There Is a Reward: Jesus, Judgment, and the Lost Dimensions of the Gospel – Pt 1

“For the Son of Man is going to come with His angels in the glory of His Father, and then He will reward each according to what he has done.” (Matthew 16:27)

To this point in the gospel of Matthew, we have seen Jesus’s message heighten, his miracles grow more frequent, and the reactions to him grow more polarizing. When he first came on the scene, preaching “Repent, for the kingdom of heaven is at hand” and teaching Torah with authority, he might have been mistaken for another rabbi or just a new prophet. Many wondered if he could be the Messiah, and his enemies grew more and more strident in their rejection of him.

But over the last few chapters, all of this speculation has reached a boiling point. Jesus has made his stand at the foot of Mount Hermon and declared that he has come to gather the faithful people of God into a new assembly, one that belongs specially to him — “my church.” He has declared his power and victory over evil spirits, pagan gods, and Death itself. He has promised to invest his church with the judicial power and teaching authority of heaven.

And he has made himself so central to this entire thing that he calls upon his followers to deny themselves and acknowledge him instead, even to the point of laying their lives down in the course of following him. He has declared himself as the way and the source of life, eternal life, and the only truly worthy object of desire.

The prophets of the Old Testament, especially Isaiah, had a phrase they used to signal eschatological themes — that is, themes pertaining to the eschaton, “the end.” God’s people expected a day to come when the present evil age would end and a new age, in a real sense a new world, would arrive.

The key phrase was “in that day.” “In that day,” Isaiah and other prophets proclaimed, the proud would be brought low and the humble exalted. In that day, the poor and oppressed would find justice, and the enemies of God would be destroyed. In that day, the divided houses of Israel would be united to one another again, and the Gentiles would come to the light of their rising and be joined to them and to their God. In that day, God himself would be seen on the earth, and God’s king would be set upon the throne, ushering in an age of justice, healing, beauty, and abundance.

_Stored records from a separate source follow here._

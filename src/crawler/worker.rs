//! Crawl worker loop
//!
//! A worker repeatedly checks a site out of the frontier, processes the
//! site's next URL and hands the site back. The politeness delay is served
//! inside [`Frontier::release`], so a worker that just fetched from a domain
//! is occupied until that domain may be contacted again.

use crate::config::CrawlerConfig;
use crate::crawler::fetcher::Fetcher;
use crate::crawler::frontier::{Frontier, SubmitOutcome};
use crate::crawler::parser::parse_links;
use crate::crawler::site::SiteQueue;
use crate::storage::DocumentStore;
use crate::url::{fetch_url, normalize_url, resolve_link};
use crate::CrawlError;
use std::sync::Arc;
use std::time::Duration;

/// Lifecycle of a worker
#[derive(Debug, Clone, Copy, PartialEq, Eq)]
pub enum WorkerState {
    /// Waiting for a site
    Idle,

    /// Holding a checked-out site
    HoldingSite,

    /// Fetching and processing one URL
    Fetching,

    /// The frontier reported completion; the loop has exited
    Done,
}

/// One concurrent crawl agent
pub struct Worker {
    id: usize,
    frontier: Arc<Frontier>,
    fetcher: Arc<dyn Fetcher>,
    store: Arc<dyn DocumentStore>,
    config: Arc<CrawlerConfig>,
    state: WorkerState,
    processed: usize,
}

impl Worker {
    pub fn new(
        id: usize,
        frontier: Arc<Frontier>,
        fetcher: Arc<dyn Fetcher>,
        store: Arc<dyn DocumentStore>,
        config: Arc<CrawlerConfig>,
    ) -> Self {
        Self {
            id,
            frontier,
            fetcher,
            store,
            config,
            state: WorkerState::Idle,
            processed: 0,
        }
    }

    pub fn id(&self) -> usize {
        self.id
    }

    pub fn state(&self) -> WorkerState {
        self.state
    }

    /// URLs this worker has fetched (successfully or not)
    pub fn processed(&self) -> usize {
        self.processed
    }

    /// Runs until the frontier reports completion
    ///
    /// # Returns
    ///
    /// * `Ok(usize)` - Number of URLs this worker processed
    /// * `Err(CrawlError)` - A fatal error (capacity fault) stopped the crawl
    pub async fn run(&mut self) -> Result<usize, CrawlError> {
        tracing::debug!("Worker {} started", self.id);

        while !self.frontier.is_done().await {
            self.state = WorkerState::Idle;

            let Some(site) = self.frontier.checkout().await else {
                continue;
            };
            self.state = WorkerState::HoldingSite;

            if let Err(e) = self.work_site(site).await {
                self.state = WorkerState::Done;
                tracing::error!("Worker {} stopping: {}", self.id, e);
                return Err(e);
            }
        }

        self.state = WorkerState::Done;
        tracing::debug!(
            "Worker {} finished after {} documents",
            self.id,
            self.processed
        );
        Ok(self.processed)
    }

    /// Processes the next URL of a checked-out site and releases it
    async fn work_site(&mut self, mut site: SiteQueue) -> Result<(), CrawlError> {
        let Some(url) = site.next_url() else {
            self.frontier.release(site, Duration::ZERO).await;
            return Ok(());
        };

        if !site.permits_crawl(&url) {
            tracing::debug!("Skipping {}: disallowed by robots.txt", url);
            self.frontier.release(site, Duration::ZERO).await;
            return Ok(());
        }

        self.state = WorkerState::Fetching;
        self.process_url(&url).await?;

        self.processed += 1;
        let total = self.frontier.mark_visited(&url).await;
        if total % 10 == 0 {
            tracing::info!(
                "Progress: {} documents processed, {} unique URLs known",
                total,
                self.frontier.unique_count().await
            );
        }

        self.frontier
            .release(site, self.config.politeness_delay())
            .await;
        Ok(())
    }

    /// Fetches one URL, stores it and submits the links it admits
    ///
    /// Only frontier faults are returned; every per-URL failure is logged
    /// and dropped. Link handling ends as soon as the frontier stops
    /// accepting URLs.
    async fn process_url(&self, url: &str) -> Result<(), CrawlError> {
        let address = fetch_url(url);

        let page = match self.fetcher.fetch_page(&address).await {
            Ok(page) => page,
            Err(e) => {
                tracing::warn!("Failed to fetch {}: {}", address, e);
                return Ok(());
            }
        };

        tracing::debug!("Fetched {} ({} bytes)", address, page.body.len());

        if let Err(e) = self.store.store(url, &page.body) {
            tracing::warn!("Failed to store {}: {}", url, e);
        }

        let parsed = parse_links(&page.body, &address);
        let mut submitted = 0;

        for href in &parsed.hrefs {
            if !self.frontier.is_accepting().await {
                tracing::debug!("{}: crawl is stopping, not following remaining links", url);
                break;
            }

            let candidate = match resolve_link(href, &parsed.base_uri)
                .and_then(|resolved| normalize_url(&resolved))
            {
                Ok(candidate) => candidate,
                Err(e) => {
                    tracing::debug!("Dropping link {:?} on {}: {}", href, url, e);
                    continue;
                }
            };

            if self.frontier.contains(&candidate).await {
                continue;
            }

            if !self.admits(&candidate).await {
                continue;
            }

            match self.frontier.submit(&candidate).await? {
                SubmitOutcome::Queued | SubmitOutcome::NewSite => submitted += 1,
                SubmitOutcome::Duplicate | SubmitOutcome::DomainForbidden => {}
                SubmitOutcome::Stopped => break,
            }
        }

        tracing::debug!(
            "{}: {} links found, {} submitted",
            url,
            parsed.hrefs.len(),
            submitted
        );
        Ok(())
    }

    /// Probes a candidate's content type against the admitted types
    async fn admits(&self, candidate: &str) -> bool {
        let address = fetch_url(candidate);
        match self.fetcher.probe_content_type(&address).await {
            Ok(content_type) if self.config.admits_content_type(&content_type) => true,
            Ok(content_type) => {
                tracing::debug!("Not following {}: content type {}", address, content_type);
                false
            }
            Err(e) => {
                tracing::debug!("Not following {}: {}", address, e);
                false
            }
        }
    }
}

Here in Matthew 16:27, Jesus’s words to his disciples reference Daniel’s Son of Man passage, which we’ve looked at many times. But they also bear a strong echo of Isaiah’s “day,” what the prophets also call “the day of the Lord.”

Remember that Jesus had just told his followers to pick up crosses and follow him, through suffering to death and beyond. He had asked them to deny their own rights and needs in favor of trusting him.

Jesus dared ask his followers for such radical, self-denying, life-giving commitment only because he could promise them restoration and reward. One day soon, he told them, he would come in the glory of his Father with all the angels and reward every person according to what they had done.

Judgment Is Coming — And That’s Good

In our day, we have grown so accustomed to hearing the gospel as a message of freedom from judgment that many of us have lost this dimension of Jesus’s message. For the early church, it was a paramount part of the gospel. After confessing that Jesus has ascended into heaven, the Nicene Creed assures us “He will come again in glory to judge the living and the dead, and of his kingdom there will be no end.” The Apostles’ Creed, with its roots in the same ancient traditions, simply says, “He ascended into heaven and is seated on the right hand of the Father Almighty, from whence he shall come to judge the living and the dead.”

Early Christians never dreamed of preaching a gospel that didn’t include final judgment. And for them, such a gospel really was gospel — it really was “good news.”

For many of us today, that sounds like a contradiction in terms: isn’t judgment a bad thing, and isn’t the whole point of the gospel that Jesus came to free us from it?

Many of us come by these feelings naturally. We have been burned by hell-heavy versions of the good news that don’t sound good at all, or we’ve experienced Christian mores as vehicles of condemnation.

We’ve learned to position grace and forgiveness as opposites of judgment and even to preach versions of the gospel that would have Christians escaping the judgment seat of Christ altogether. But neither of these impulses is biblical.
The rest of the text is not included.